** Listed records follows **
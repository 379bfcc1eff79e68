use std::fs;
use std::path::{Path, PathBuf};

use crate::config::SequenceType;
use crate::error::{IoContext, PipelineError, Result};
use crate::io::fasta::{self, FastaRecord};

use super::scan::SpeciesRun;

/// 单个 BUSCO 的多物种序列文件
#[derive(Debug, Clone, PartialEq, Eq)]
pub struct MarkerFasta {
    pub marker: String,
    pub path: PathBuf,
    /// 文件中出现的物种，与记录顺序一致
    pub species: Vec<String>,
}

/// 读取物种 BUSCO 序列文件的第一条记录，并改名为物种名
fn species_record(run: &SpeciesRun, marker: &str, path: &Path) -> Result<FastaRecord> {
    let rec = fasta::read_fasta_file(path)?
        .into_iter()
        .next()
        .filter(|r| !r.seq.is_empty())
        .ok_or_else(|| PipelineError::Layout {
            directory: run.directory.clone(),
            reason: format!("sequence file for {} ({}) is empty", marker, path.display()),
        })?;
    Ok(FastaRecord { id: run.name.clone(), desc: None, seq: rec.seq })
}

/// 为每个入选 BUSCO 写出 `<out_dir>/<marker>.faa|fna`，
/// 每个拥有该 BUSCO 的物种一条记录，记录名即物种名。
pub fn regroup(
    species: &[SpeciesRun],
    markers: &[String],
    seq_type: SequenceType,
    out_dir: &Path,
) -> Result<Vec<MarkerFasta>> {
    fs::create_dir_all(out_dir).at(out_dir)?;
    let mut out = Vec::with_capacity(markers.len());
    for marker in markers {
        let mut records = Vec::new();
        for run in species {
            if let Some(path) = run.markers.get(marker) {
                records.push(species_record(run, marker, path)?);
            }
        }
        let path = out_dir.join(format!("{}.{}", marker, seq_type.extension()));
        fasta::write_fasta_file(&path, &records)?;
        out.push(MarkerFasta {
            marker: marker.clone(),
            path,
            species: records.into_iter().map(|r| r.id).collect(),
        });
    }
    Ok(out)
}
** End of Listed records **
** Listed records follows **
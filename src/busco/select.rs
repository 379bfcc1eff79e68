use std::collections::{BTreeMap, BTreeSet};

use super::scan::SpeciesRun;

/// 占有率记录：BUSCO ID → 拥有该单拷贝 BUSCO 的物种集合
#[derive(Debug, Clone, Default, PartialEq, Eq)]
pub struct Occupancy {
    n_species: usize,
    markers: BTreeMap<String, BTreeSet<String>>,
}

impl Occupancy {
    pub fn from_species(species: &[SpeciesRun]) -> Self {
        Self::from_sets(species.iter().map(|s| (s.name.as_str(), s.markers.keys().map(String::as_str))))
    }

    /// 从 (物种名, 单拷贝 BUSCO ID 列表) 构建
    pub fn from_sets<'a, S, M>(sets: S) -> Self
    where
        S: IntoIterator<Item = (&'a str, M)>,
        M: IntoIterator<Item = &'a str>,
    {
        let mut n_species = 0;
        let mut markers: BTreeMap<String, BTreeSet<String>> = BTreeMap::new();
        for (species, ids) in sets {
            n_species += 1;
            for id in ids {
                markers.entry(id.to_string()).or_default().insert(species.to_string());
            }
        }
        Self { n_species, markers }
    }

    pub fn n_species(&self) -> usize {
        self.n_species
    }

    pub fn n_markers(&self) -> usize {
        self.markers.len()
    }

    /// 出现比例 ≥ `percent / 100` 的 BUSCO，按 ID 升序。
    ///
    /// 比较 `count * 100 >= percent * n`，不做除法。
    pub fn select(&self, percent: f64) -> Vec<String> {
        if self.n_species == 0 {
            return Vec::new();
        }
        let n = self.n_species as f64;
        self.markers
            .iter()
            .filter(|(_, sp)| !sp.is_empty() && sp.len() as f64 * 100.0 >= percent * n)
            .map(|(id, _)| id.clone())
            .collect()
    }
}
** End of Listed records **
What is asked for is an exact copy of the lines above from the one containing "pub struct Occupancy" through the one containing "100 >= percent", and only those.

pub struct Occupancy {
    n_species: usize,
    markers: BTreeMap<String, BTreeSet<String>>,
}

impl Occupancy {
    pub fn from_species(species: &[SpeciesRun]) -> Self {
        Self::from_sets(species.iter().map(|s| (s.name.as_str(), s.markers.keys().map(String::as_str))))
    }

    /// 从 (物种名, 单拷贝 BUSCO ID 列表) 构建
    pub fn from_sets<'a, S, M>(sets: S) -> Self
    where
        S: IntoIterator<Item = (&'a str, M)>,
        M: IntoIterator<Item = &'a str>,
    {
        let mut n_species = 0;
        let mut markers: BTreeMap<String, BTreeSet<String>> = BTreeMap::new();
        for (species, ids) in sets {
            n_species += 1;
            for id in ids {
                markers.entry(id.to_string()).or_default().insert(species.to_string());
            }
        }
        Self { n_species, markers }
    }

    pub fn n_species(&self) -> usize {
        self.n_species
    }

    pub fn n_markers(&self) -> usize {
        self.markers.len()
    }

    /// 出现比例 ≥ `percent / 100` 的 BUSCO，按 ID 升序。
    ///
    /// 比较 `count * 100 >= percent * n`，不做除法。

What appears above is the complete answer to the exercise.